··· RECORDED INFORMATION

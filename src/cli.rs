use crate::config::types::AnalyzerConfig;
use crate::energy::{estimate, EnergyReport};
use crate::engine::registry::adapter_for;
use crate::observability::metrics::get_metrics;
use crate::session::store::JsonLinesStore;
use crate::session::{AnalysisReport, RunOutcome, SessionController};
use anyhow::Result;
use clap::{Parser, Subcommand};
use std::io::Read;
use std::path::{Path, PathBuf};
use std::time::Duration;

#[derive(Parser)]
#[command(author, version, about, long_about = None)]
struct Cli {
    /// Configuration file (defaults to ./greenbox.json when present)
    #[arg(long, global = true, value_name = "PATH")]
    config: Option<PathBuf>,
    #[command(subcommand)]
    command: Commands,
}

#[derive(Subcommand)]
enum Commands {
    /// Instrument a script, run it in the sandbox and estimate its energy
    Analyze {
        /// Script file; reads stdin when omitted or "-"
        file: Option<PathBuf>,
        /// Print the report as JSON
        #[arg(long)]
        json: bool,
        /// Append the result to a JSON-lines file
        #[arg(long, value_name = "PATH")]
        record: Option<PathBuf>,
        /// Kill the run after this many seconds
        #[arg(long, value_name = "SECONDS")]
        wall_time: Option<f64>,
        /// Interpreter binary override
        #[arg(long, value_name = "PATH")]
        interpreter: Option<PathBuf>,
        /// Print Prometheus metrics to stderr after the run
        #[arg(long)]
        metrics: bool,
    },
    /// Print the instrumented form of a script without running it
    Instrument {
        /// Script file; reads stdin when omitted or "-"
        file: Option<PathBuf>,
        /// Prepend the measurement library, as the sandbox does
        #[arg(long)]
        with_library: bool,
    },
    /// Compute the energy estimate for given counters
    Estimate {
        #[arg(long, default_value_t = 0)]
        ops: u64,
        /// Peak memory in bytes
        #[arg(long, default_value_t = 0)]
        memory: u64,
        /// Duration in seconds
        #[arg(long, default_value_t = 0.0)]
        duration: f64,
        #[arg(long)]
        json: bool,
    },
    /// Check that the configured interpreter is installed
    CheckDeps {
        /// Verbose output showing detailed version information
        #[arg(long)]
        verbose: bool,
    },
}

pub fn run() -> Result<()> {
    env_logger::init();

    let cli = Cli::parse();
    let mut config = match cli.config.as_deref() {
        Some(path) => AnalyzerConfig::load_from_file(path)?,
        None => AnalyzerConfig::load_default()?,
    };

    match cli.command {
        Commands::Analyze {
            file,
            json,
            record,
            wall_time,
            interpreter,
            metrics,
        } => {
            if let Some(binary) = interpreter {
                config.interpreter.binary = binary;
            }
            config.validate()?;

            let wall_time = wall_time
                .map(|secs| {
                    Duration::try_from_secs_f64(secs)
                        .map_err(|e| anyhow::anyhow!("invalid --wall-time {}: {}", secs, e))
                })
                .transpose()?;

            let source = read_source(file.as_deref())?;
            let outcome = analyze(config, &source, record.as_deref(), wall_time);

            if metrics {
                eprint!("{}", get_metrics().export_prometheus());
            }

            match outcome? {
                RunOutcome::Completed(report) => {
                    if json {
                        println!("{}", serde_json::to_string_pretty(&report)?);
                    } else {
                        print_report(&report);
                    }
                    Ok(())
                }
                RunOutcome::ChannelFault(message) => Err(anyhow::anyhow!(message)),
                RunOutcome::TimedOut(limit) => Err(anyhow::anyhow!(
                    "run killed after exceeding wall time limit of {:.3}s",
                    limit.as_secs_f64()
                )),
                RunOutcome::Terminated => Err(anyhow::anyhow!("run terminated")),
            }
        }
        Commands::Instrument { file, with_library } => {
            config.validate()?;
            let source = read_source(file.as_deref())?;
            let script = crate::instrument::LineRewriter::new(config.indent_unit).rewrite(&source);
            if with_library {
                println!("{}", crate::runtime::prelude::library_source());
            }
            println!("{}", script);
            log::info!(
                "{} lines in, {} lines out, fingerprint {}",
                script.original_lines(),
                script.len(),
                script.fingerprint()
            );
            Ok(())
        }
        Commands::Estimate {
            ops,
            memory,
            duration,
            json,
        } => {
            if !duration.is_finite() || duration < 0.0 {
                return Err(anyhow::anyhow!(
                    "--duration must be a non-negative number of seconds"
                ));
            }
            let report = estimate(ops, memory, duration);
            if json {
                println!("{}", serde_json::to_string_pretty(&report)?);
            } else {
                print_energy(&report);
            }
            Ok(())
        }
        Commands::CheckDeps { verbose } => check_interpreter(&config, verbose),
    }
}

fn read_source(file: Option<&Path>) -> Result<String> {
    match file {
        Some(path) if path != Path::new("-") => std::fs::read_to_string(path)
            .map_err(|e| anyhow::anyhow!("failed to read {}: {}", path.display(), e)),
        _ => {
            let mut source = String::new();
            std::io::stdin()
                .read_to_string(&mut source)
                .map_err(|e| anyhow::anyhow!("failed to read script from stdin: {}", e))?;
            Ok(source)
        }
    }
}

fn analyze(
    config: AnalyzerConfig,
    source: &str,
    record: Option<&Path>,
    wall_time: Option<Duration>,
) -> Result<RunOutcome> {
    let adapter = adapter_for(&config.interpreter.language)?;
    let mut session = SessionController::new(config, adapter).with_wall_time_limit(wall_time);
    if let Some(path) = record {
        let store = JsonLinesStore::open(path)?;
        log::info!("Recording results to {}", store.path().display());
        session = session.with_store(Box::new(store));
    }

    session.start()?;
    Ok(session.run(source)?)
}

fn print_report(report: &AnalysisReport) {
    let result = &report.result;
    print!("{}", result.output);
    if !result.output.is_empty() && !result.output.ends_with('\n') {
        println!();
    }

    eprintln!();
    eprintln!("--- analysis ---");
    if let Some(error) = &result.error {
        eprintln!("error:        {}", error);
    }
    if result.is_truncated() {
        eprintln!("output:       {}", result.output_integrity);
    }
    eprintln!("ops:          {}", result.ops);
    eprintln!("memory peak:  {} bytes", result.memory_peak_bytes);
    eprintln!("duration:     {:.6} s", result.duration_sec);
    eprintln!(
        "instrumented: {} counters, {} tracked literals",
        report.injected_counters, report.tracked_literals
    );
    eprintln!(
        "energy:       {:.6e} J ({:.6e} kWh)",
        report.energy.energy_joules, report.energy.energy_kwh
    );
}

fn print_energy(report: &EnergyReport) {
    println!("energy_joules: {:e}", report.energy_joules);
    println!("energy_kwh:    {:e}", report.energy_kwh);
}

fn check_interpreter(config: &AnalyzerConfig, verbose: bool) -> Result<()> {
    use std::process::Command;

    println!("🔍 Checking interpreter dependencies...");
    println!();

    let adapter = adapter_for(&config.interpreter.language)?;
    let argv = adapter.version_command(config);
    let Some((program, args)) = argv.split_first() else {
        return Err(anyhow::anyhow!(
            "{} adapter has no version command",
            adapter.language()
        ));
    };

    match Command::new(program).args(args).output() {
        Ok(output) if output.status.success() => {
            let version_info = if !output.stdout.is_empty() {
                String::from_utf8_lossy(&output.stdout)
            } else {
                String::from_utf8_lossy(&output.stderr)
            }
            .lines()
            .next()
            .unwrap_or("")
            .trim()
            .to_string();

            println!("✅ {} - OK", adapter.language());
            if verbose {
                println!("  {} -> {}", program, version_info);
                println!();
                println!("💡 Usage examples:");
                println!("  greenbox analyze script.py");
                println!("  greenbox analyze --json --record results.jsonl script.py");
            }
            Ok(())
        }
        Ok(output) => {
            println!("❌ {} - FAILED", adapter.language());
            if verbose {
                println!("  {} -> exit {}", program, output.status);
            }
            std::process::exit(1);
        }
        Err(e) => {
            println!("❌ {} - MISSING", adapter.language());
            if verbose {
                println!("  {} -> NOT FOUND ({})", program, e);
            }
            println!();
            println!("🔧 Install it with e.g. `sudo apt install python3`, or point");
            println!("   interpreter.binary in greenbox.json at an existing binary.");
            std::process::exit(1);
        }
    }
}
pub mod python;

······

▶ _ABOUT THIS EXERCISE_: Your response should hold the lines from the first line of the entries above through the line with "a JSON-lines file", each retyped exactly, and nothing else.

▶ _TASK RESPONSE_:
filename src/cli.rs
use crate::config::types::AnalyzerConfig;
use crate::energy::{estimate, EnergyReport};
use crate::engine::registry::adapter_for;
use crate::observability::metrics::get_metrics;
use crate::session::store::JsonLinesStore;
use crate::session::{AnalysisReport, RunOutcome, SessionController};
use anyhow::Result;
use clap::{Parser, Subcommand};
use std::io::Read;
use std::path::{Path, PathBuf};
use std::time::Duration;

#[derive(Parser)]
#[command(author, version, about, long_about = None)]
struct Cli {
    /// Configuration file (defaults to ./greenbox.json when present)
    #[arg(long, global = true, value_name = "PATH")]
    config: Option<PathBuf>,
    #[command(subcommand)]
    command: Commands,
}

#[derive(Subcommand)]
enum Commands {
    /// Instrument a script, run it in the sandbox and estimate its energy
    Analyze {
        /// Script file; reads stdin when omitted or "-"
        file: Option<PathBuf>,
        /// Print the report as JSON
        #[arg(long)]
        json: bool,
        /// Append the result to a JSON-lines file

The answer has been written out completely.